WHAT YOU ARE ASKED TO DO: From the entries below, output the line with "use std::sync::Arc;" and each following line up to and including the line with "push_flash, take_flashes, FlashCookieOptions", exactly as written.

RAW DATA:
════════
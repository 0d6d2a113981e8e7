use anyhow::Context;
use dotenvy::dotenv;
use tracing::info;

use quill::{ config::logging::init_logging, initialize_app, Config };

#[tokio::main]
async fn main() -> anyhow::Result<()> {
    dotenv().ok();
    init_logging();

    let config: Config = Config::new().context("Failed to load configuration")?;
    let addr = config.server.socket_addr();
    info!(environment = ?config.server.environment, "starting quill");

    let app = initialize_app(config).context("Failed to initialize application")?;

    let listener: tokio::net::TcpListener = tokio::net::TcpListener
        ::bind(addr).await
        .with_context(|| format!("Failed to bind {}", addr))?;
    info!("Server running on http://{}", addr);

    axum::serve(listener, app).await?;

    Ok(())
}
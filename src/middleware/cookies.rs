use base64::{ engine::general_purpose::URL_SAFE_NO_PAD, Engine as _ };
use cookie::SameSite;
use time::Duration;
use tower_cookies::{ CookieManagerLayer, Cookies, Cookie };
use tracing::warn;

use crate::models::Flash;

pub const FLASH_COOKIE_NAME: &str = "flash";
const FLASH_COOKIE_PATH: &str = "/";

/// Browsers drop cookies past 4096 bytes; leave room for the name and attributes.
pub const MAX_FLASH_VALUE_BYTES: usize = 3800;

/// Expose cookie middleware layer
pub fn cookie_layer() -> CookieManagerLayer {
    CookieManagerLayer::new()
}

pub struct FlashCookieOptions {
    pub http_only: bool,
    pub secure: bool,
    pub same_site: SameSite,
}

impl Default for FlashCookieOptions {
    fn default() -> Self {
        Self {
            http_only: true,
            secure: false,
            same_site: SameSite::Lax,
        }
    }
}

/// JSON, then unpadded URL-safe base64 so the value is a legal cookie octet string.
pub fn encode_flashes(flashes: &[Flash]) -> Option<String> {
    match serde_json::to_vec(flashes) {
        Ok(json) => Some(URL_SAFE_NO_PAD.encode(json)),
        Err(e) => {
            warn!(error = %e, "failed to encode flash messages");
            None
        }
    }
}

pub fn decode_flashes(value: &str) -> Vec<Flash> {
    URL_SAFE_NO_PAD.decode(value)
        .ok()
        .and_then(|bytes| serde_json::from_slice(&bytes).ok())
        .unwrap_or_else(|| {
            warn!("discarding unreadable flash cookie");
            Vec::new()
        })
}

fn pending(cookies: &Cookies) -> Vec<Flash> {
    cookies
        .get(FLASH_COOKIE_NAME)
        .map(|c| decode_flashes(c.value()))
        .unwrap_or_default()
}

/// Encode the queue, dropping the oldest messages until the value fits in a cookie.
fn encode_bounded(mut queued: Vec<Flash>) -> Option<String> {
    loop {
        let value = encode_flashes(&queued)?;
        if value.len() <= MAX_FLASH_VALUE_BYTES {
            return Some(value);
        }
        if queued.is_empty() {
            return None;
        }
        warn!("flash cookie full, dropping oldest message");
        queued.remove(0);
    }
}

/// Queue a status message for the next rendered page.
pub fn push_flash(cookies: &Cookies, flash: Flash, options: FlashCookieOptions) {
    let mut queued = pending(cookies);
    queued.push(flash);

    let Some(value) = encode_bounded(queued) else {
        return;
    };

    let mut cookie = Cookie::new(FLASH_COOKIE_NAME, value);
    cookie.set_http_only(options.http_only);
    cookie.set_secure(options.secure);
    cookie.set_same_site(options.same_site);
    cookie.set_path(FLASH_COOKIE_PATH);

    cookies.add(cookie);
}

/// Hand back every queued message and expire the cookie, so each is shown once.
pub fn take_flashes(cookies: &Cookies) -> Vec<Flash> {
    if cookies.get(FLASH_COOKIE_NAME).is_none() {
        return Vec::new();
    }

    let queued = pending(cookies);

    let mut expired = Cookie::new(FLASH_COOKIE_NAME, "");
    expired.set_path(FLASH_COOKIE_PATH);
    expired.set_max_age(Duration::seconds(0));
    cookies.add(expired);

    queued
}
════════
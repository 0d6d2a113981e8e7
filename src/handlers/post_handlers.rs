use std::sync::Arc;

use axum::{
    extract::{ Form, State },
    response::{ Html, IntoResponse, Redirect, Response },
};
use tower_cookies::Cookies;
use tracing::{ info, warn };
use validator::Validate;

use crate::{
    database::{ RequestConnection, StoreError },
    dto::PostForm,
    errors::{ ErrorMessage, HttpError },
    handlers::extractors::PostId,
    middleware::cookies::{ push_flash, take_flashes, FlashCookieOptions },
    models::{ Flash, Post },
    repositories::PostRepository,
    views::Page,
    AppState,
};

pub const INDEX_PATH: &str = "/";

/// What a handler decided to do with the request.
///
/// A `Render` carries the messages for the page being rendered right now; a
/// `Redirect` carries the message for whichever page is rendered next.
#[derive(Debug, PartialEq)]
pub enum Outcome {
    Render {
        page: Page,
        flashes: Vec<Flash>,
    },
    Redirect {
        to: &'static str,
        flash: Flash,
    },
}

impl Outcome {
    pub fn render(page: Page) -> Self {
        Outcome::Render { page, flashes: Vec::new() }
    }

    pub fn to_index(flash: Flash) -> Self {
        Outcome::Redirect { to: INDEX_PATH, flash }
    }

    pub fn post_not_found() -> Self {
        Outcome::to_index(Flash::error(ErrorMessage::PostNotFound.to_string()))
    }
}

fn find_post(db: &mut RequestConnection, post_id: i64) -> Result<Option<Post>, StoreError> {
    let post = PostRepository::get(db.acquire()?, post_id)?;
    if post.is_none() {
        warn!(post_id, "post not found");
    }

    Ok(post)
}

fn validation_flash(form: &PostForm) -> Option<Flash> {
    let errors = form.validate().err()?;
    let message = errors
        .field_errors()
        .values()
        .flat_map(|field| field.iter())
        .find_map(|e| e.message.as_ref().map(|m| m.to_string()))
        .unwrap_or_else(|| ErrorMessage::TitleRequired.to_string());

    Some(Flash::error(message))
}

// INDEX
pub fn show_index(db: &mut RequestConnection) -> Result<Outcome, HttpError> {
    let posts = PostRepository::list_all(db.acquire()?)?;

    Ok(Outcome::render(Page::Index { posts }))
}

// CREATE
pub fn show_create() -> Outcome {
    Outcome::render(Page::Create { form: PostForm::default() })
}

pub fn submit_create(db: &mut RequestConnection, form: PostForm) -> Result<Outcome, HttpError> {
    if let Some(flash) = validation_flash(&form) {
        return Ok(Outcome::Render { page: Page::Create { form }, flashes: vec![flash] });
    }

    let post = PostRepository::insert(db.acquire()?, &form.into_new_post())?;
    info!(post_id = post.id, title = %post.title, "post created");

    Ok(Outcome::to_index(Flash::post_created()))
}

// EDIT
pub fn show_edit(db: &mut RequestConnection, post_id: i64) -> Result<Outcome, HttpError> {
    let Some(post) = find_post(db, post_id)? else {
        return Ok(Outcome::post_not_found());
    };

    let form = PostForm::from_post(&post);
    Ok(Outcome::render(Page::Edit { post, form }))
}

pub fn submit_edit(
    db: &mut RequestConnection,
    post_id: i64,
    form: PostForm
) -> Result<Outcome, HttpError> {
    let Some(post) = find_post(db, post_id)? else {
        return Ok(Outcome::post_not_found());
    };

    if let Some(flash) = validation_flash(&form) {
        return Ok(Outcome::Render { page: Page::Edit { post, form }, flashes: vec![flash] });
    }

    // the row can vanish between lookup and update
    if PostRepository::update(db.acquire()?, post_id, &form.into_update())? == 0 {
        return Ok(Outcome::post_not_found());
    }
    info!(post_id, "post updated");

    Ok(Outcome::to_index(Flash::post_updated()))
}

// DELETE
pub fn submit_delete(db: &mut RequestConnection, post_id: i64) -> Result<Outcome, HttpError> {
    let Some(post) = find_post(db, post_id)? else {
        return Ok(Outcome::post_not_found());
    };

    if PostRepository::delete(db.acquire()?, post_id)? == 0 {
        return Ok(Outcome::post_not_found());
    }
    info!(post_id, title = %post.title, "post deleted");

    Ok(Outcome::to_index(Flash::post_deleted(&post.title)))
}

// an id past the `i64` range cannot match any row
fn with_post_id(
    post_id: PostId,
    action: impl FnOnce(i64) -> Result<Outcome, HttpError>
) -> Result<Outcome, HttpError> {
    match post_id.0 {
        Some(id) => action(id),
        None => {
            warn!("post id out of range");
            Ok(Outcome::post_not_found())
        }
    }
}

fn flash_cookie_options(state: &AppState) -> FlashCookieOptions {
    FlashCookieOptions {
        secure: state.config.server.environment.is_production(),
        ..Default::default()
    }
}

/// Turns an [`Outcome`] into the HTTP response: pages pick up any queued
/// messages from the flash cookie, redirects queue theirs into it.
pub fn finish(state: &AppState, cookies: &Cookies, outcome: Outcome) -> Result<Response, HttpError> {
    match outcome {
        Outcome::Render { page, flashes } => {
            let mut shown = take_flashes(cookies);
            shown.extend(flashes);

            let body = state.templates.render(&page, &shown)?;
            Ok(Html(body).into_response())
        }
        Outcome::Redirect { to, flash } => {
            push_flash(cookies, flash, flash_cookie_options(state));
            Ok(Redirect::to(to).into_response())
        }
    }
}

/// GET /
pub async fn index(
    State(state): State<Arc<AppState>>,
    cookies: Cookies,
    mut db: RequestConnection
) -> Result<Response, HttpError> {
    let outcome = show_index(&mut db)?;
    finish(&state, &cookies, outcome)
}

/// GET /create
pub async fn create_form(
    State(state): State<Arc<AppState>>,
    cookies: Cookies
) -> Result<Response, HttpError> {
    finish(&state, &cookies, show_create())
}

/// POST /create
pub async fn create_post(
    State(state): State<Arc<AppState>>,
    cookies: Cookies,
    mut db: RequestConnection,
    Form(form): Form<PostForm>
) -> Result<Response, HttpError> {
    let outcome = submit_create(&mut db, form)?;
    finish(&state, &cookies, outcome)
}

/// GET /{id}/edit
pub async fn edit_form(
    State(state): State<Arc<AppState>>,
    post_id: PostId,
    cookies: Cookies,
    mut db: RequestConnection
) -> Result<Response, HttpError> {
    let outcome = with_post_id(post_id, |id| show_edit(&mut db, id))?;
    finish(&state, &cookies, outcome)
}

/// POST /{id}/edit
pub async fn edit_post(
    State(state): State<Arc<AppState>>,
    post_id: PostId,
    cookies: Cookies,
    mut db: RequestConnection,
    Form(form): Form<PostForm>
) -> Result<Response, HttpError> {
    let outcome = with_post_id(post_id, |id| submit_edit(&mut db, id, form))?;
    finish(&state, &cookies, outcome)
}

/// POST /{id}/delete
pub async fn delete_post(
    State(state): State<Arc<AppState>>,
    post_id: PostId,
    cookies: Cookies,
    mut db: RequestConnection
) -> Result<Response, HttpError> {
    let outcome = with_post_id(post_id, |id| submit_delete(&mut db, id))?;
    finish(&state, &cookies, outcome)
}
════════
RESPONSE BELOW:
use std::sync::Arc;

use axum::{
    extract::{ Form, State },
    response::{ Html, IntoResponse, Redirect, Response },
};
use tower_cookies::Cookies;
use tracing::{ info, warn };
use validator::Validate;

use crate::{
    database::{ RequestConnection, StoreError },
    dto::PostForm,
    errors::{ ErrorMessage, HttpError },
    handlers::extractors::PostId,
    middleware::cookies::{ push_flash, take_flashes, FlashCookieOptions },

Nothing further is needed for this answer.